### Requirement
Show all lines from the listing below that contain "NetworkBackend".

### Records provided
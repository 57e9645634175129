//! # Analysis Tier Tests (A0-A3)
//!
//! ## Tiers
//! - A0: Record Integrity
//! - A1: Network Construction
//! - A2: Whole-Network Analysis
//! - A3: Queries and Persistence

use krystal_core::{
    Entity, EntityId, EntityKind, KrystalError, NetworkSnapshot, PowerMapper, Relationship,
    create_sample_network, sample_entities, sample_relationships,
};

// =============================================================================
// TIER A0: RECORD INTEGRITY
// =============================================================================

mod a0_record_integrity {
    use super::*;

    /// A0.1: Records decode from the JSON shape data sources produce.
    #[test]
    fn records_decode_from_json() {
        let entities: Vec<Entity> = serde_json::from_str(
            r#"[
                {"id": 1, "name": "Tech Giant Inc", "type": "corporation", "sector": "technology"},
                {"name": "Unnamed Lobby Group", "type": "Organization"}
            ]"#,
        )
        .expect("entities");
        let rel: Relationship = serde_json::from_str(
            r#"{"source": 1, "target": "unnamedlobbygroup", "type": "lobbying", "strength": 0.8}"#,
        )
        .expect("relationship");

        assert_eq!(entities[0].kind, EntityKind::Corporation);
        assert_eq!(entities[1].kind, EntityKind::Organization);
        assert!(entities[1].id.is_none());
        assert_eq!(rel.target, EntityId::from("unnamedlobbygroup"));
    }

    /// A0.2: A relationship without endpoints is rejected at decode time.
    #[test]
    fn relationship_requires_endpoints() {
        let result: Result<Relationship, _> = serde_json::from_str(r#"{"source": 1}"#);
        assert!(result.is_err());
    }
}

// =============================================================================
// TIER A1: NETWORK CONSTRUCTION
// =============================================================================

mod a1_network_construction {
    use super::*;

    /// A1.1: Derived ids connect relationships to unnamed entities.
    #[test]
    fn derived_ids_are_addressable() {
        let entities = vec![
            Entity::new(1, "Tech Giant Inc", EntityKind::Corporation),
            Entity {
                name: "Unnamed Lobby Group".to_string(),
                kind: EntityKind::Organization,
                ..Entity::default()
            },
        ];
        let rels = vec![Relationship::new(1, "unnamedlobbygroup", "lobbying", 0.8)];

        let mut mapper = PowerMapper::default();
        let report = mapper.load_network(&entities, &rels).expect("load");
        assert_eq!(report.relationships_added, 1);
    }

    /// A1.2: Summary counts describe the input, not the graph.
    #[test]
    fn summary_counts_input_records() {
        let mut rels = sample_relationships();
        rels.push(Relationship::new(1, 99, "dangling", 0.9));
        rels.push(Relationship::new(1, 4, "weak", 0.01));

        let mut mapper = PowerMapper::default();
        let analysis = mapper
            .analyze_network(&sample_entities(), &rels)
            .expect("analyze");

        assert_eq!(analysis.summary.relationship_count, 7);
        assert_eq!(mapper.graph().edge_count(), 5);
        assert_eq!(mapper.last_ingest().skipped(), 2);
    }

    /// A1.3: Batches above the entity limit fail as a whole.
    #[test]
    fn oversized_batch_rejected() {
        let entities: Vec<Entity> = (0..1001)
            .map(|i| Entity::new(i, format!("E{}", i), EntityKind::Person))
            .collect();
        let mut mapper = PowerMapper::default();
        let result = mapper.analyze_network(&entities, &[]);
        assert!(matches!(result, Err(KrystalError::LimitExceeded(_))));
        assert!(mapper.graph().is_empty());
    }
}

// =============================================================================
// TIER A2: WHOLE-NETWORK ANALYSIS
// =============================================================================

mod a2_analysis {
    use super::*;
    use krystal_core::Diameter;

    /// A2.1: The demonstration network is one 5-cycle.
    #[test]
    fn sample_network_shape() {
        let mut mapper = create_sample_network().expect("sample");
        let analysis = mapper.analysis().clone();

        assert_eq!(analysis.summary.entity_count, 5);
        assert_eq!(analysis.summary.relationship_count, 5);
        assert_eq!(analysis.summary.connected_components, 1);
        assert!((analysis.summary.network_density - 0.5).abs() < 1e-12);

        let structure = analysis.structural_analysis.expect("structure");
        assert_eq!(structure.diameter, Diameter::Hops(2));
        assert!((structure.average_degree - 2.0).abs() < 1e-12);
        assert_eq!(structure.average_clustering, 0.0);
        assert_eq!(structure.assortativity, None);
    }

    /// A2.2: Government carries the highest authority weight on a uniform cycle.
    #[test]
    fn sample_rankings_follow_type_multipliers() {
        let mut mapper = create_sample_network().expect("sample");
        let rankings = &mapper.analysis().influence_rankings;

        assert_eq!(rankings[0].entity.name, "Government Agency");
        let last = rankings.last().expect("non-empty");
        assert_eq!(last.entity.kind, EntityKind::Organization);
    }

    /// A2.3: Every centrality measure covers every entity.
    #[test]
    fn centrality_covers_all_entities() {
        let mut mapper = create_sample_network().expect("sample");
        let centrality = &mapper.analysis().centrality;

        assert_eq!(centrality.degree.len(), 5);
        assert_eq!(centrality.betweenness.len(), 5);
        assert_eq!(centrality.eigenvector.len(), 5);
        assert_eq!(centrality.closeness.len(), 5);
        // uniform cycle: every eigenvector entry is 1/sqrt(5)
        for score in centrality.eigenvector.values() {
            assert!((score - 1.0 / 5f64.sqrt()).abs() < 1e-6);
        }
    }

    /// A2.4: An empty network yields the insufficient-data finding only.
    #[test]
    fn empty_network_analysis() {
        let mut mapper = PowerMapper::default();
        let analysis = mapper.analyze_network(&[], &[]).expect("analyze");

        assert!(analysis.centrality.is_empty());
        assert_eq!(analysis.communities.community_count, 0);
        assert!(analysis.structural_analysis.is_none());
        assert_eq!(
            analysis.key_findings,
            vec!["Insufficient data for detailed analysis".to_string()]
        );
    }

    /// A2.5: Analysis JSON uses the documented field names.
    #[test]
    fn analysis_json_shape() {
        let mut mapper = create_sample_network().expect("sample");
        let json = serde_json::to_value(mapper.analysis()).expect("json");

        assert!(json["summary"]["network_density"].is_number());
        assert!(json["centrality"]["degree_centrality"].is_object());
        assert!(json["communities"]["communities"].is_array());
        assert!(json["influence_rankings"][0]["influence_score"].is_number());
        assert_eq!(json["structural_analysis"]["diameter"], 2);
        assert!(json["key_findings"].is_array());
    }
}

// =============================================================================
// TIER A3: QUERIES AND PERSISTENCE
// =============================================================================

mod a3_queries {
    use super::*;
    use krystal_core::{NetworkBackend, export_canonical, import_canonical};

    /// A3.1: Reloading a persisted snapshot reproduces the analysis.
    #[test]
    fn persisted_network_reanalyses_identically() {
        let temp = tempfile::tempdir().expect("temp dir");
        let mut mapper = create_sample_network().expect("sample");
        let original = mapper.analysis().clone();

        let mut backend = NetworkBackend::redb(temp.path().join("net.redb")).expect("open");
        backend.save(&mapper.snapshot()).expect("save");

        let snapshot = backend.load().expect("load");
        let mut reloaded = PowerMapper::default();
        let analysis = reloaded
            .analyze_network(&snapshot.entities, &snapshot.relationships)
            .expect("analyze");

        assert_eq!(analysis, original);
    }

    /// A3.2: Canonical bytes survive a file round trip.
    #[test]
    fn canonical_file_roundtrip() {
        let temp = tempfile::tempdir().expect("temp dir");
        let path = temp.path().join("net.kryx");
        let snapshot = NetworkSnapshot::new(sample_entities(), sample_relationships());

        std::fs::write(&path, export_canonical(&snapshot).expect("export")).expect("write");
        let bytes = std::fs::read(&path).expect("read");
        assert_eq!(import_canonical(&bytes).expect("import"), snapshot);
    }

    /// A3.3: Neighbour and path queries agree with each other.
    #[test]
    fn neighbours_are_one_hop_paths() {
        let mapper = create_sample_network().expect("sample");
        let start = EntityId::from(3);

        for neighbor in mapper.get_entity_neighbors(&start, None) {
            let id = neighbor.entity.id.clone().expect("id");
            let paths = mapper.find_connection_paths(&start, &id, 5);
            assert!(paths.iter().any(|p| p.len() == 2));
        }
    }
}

==

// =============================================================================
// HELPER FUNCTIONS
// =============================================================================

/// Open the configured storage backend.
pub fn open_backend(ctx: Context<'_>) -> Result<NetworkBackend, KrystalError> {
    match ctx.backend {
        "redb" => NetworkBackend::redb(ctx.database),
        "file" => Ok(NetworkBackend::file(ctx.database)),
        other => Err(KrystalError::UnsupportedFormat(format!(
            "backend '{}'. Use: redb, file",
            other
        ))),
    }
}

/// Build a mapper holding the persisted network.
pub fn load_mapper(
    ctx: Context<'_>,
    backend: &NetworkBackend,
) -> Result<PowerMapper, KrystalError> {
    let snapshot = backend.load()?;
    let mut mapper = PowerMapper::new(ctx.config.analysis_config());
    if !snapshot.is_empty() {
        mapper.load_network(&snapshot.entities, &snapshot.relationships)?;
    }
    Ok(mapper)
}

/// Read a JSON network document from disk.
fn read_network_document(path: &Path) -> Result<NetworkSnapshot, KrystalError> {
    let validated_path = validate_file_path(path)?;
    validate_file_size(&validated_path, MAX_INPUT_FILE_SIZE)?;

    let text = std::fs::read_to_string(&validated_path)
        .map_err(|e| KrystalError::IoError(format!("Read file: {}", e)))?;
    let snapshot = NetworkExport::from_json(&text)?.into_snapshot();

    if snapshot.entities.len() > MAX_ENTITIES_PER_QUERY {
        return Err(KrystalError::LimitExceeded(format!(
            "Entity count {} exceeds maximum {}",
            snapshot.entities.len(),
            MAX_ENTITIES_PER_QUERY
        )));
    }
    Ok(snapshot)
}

---

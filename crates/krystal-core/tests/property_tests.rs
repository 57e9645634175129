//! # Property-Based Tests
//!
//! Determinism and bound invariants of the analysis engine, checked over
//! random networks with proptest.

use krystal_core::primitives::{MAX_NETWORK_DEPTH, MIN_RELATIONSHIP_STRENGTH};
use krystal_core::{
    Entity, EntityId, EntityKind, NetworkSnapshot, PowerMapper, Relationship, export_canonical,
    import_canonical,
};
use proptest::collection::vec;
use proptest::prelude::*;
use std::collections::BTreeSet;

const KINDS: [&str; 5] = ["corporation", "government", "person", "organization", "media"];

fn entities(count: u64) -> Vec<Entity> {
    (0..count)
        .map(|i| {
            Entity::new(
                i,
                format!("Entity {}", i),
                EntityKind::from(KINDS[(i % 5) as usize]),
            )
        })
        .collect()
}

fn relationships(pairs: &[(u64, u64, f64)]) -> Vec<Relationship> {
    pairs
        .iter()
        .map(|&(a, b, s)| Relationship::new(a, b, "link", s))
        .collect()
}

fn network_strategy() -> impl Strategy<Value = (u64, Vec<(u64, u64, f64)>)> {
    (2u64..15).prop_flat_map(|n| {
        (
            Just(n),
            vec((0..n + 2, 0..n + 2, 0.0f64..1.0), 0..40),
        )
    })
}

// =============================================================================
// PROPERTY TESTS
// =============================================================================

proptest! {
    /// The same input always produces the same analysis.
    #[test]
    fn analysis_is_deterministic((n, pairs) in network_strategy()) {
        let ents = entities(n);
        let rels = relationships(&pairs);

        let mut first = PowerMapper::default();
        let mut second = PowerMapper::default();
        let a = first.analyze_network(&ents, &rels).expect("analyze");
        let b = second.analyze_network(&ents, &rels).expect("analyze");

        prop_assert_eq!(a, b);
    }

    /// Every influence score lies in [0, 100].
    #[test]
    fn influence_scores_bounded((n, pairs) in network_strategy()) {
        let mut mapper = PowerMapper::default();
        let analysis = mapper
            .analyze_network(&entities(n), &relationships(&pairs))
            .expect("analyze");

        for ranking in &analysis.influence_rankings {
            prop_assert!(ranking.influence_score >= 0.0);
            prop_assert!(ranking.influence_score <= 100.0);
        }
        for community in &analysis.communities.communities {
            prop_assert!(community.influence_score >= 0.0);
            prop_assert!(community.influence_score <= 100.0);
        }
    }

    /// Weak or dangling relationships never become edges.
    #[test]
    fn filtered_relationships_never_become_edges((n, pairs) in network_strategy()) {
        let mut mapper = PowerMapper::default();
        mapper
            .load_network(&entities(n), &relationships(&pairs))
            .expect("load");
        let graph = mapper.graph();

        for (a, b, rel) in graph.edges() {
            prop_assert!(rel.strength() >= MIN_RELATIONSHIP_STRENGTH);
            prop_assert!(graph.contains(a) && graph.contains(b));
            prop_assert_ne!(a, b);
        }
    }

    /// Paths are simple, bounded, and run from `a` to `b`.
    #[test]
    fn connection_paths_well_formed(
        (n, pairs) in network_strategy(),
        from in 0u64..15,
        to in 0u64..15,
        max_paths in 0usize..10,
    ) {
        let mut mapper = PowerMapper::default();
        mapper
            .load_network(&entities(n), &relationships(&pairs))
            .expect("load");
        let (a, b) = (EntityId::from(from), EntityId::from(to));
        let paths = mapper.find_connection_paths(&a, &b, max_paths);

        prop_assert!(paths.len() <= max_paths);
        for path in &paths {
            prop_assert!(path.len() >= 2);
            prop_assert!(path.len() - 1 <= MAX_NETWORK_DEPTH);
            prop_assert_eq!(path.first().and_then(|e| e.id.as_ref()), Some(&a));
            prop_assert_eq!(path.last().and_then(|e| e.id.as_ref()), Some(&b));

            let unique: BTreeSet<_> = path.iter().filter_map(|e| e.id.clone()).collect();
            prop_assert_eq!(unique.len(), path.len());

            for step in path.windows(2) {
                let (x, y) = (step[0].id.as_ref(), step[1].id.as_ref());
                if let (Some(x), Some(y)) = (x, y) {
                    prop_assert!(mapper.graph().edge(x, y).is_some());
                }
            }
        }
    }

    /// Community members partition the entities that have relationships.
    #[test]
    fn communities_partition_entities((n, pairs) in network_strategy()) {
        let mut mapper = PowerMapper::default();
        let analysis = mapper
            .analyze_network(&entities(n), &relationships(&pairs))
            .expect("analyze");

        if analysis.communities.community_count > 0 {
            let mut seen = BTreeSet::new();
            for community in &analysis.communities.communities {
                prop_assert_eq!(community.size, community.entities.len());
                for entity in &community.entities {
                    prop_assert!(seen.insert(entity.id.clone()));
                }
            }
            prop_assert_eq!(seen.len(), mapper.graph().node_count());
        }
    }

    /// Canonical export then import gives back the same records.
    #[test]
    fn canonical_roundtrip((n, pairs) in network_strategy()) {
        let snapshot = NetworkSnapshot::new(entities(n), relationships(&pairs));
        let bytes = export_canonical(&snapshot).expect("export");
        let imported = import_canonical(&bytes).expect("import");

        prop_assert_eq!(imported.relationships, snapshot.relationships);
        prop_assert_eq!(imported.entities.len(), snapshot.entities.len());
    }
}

### Answer for this exercise
    use krystal_core::{NetworkBackend, export_canonical, import_canonical};
        let mut backend = NetworkBackend::redb(temp.path().join("net.redb")).expect("open");
pub fn open_backend(ctx: Context<'_>) -> Result<NetworkBackend, KrystalError> {
        "redb" => NetworkBackend::redb(ctx.database),
        "file" => Ok(NetworkBackend::file(ctx.database)),
    backend: &NetworkBackend,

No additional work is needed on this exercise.